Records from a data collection
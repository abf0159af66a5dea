//! Exit codes for the fd-core CLI.
//!
//! Exit codes communicate operation outcome without requiring output parsing.
//!
//! Exit code ranges:
//! - 0-1: Operational outcomes (clean run, drift detected)
//! - 10-19: User/input errors (recoverable by user action)
//! - 20-29: Internal and I/O errors

use fd_common::{Error, ErrorCategory};
use fd_config::ConfigError;

/// Exit codes for fd-core operations.
///
/// These codes are a stable contract for automation.
#[derive(Debug, Clone, Copy, PartialEq, Eq)]
#[repr(i32)]
pub enum ExitCode {
    /// Success: clean run
    Clean = 0,

    /// Drift report flagged at least one feature
    DriftDetected = 1,

    /// Invalid arguments
    ArgsError = 10,

    /// Input data rejected (lengths, labels, probabilities, columns)
    InvalidInput = 11,

    /// Reference distribution cannot support the statistic
    DegenerateDistribution = 12,

    /// Configuration missing or invalid
    ConfigError = 13,

    /// Internal error (bug - please report)
    InternalError = 20,

    /// I/O error
    IoError = 21,
}

impl ExitCode {
    /// Convert to i32 for process exit.
    pub fn as_i32(self) -> i32 {
        self as i32
    }

    /// Clean run or drift detected.
    pub fn is_success(self) -> bool {
        (self as i32) < 10
    }

    /// Check if this exit code is a user/input error (codes 10-19).
    pub fn is_user_error(self) -> bool {
        (10..20).contains(&(self as i32))
    }

    /// Check if this exit code is an internal or I/O error (codes 20-29).
    pub fn is_internal_error(self) -> bool {
        (self as i32) >= 20
    }

    /// Get the code name as a string constant (for JSON output).
    pub fn code_name(&self) -> &'static str {
        match self {
            ExitCode::Clean => "OK_CLEAN",
            ExitCode::DriftDetected => "OK_DRIFT",
            ExitCode::ArgsError => "ERR_ARGS",
            ExitCode::InvalidInput => "ERR_INPUT",
            ExitCode::DegenerateDistribution => "ERR_DEGENERATE",
            ExitCode::ConfigError => "ERR_CONFIG",
            ExitCode::InternalError => "ERR_INTERNAL",
            ExitCode::IoError => "ERR_IO",
        }
    }
}

impl From<ExitCode> for i32 {
    fn from(code: ExitCode) -> Self {
        code as i32
    }
}

impl From<&Error> for ExitCode {
    fn from(err: &Error) -> Self {
        match err.category() {
            ErrorCategory::Input => ExitCode::InvalidInput,
            ErrorCategory::Distribution => ExitCode::DegenerateDistribution,
            ErrorCategory::Config => ExitCode::ConfigError,
            ErrorCategory::Io => ExitCode::IoError,
        }
    }
}

impl From<&ConfigError> for ExitCode {
    fn from(_: &ConfigError) -> Self {
        ExitCode::ConfigError
    }
}

impl std::fmt::Display for ExitCode {
    fn fmt(&self, f: &mut std::fmt::Formatter<'_>) -> std::fmt::Result {
        write!(f, "{} ({})", self.code_name(), self.as_i32())
    }
}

Task to carry out — Please return all lines from the records that hold the word "InvalidInput".

The completed task —
    InvalidInput = 11,
            ExitCode::InvalidInput => "ERR_INPUT",
            ErrorCategory::Input => ExitCode::InvalidInput,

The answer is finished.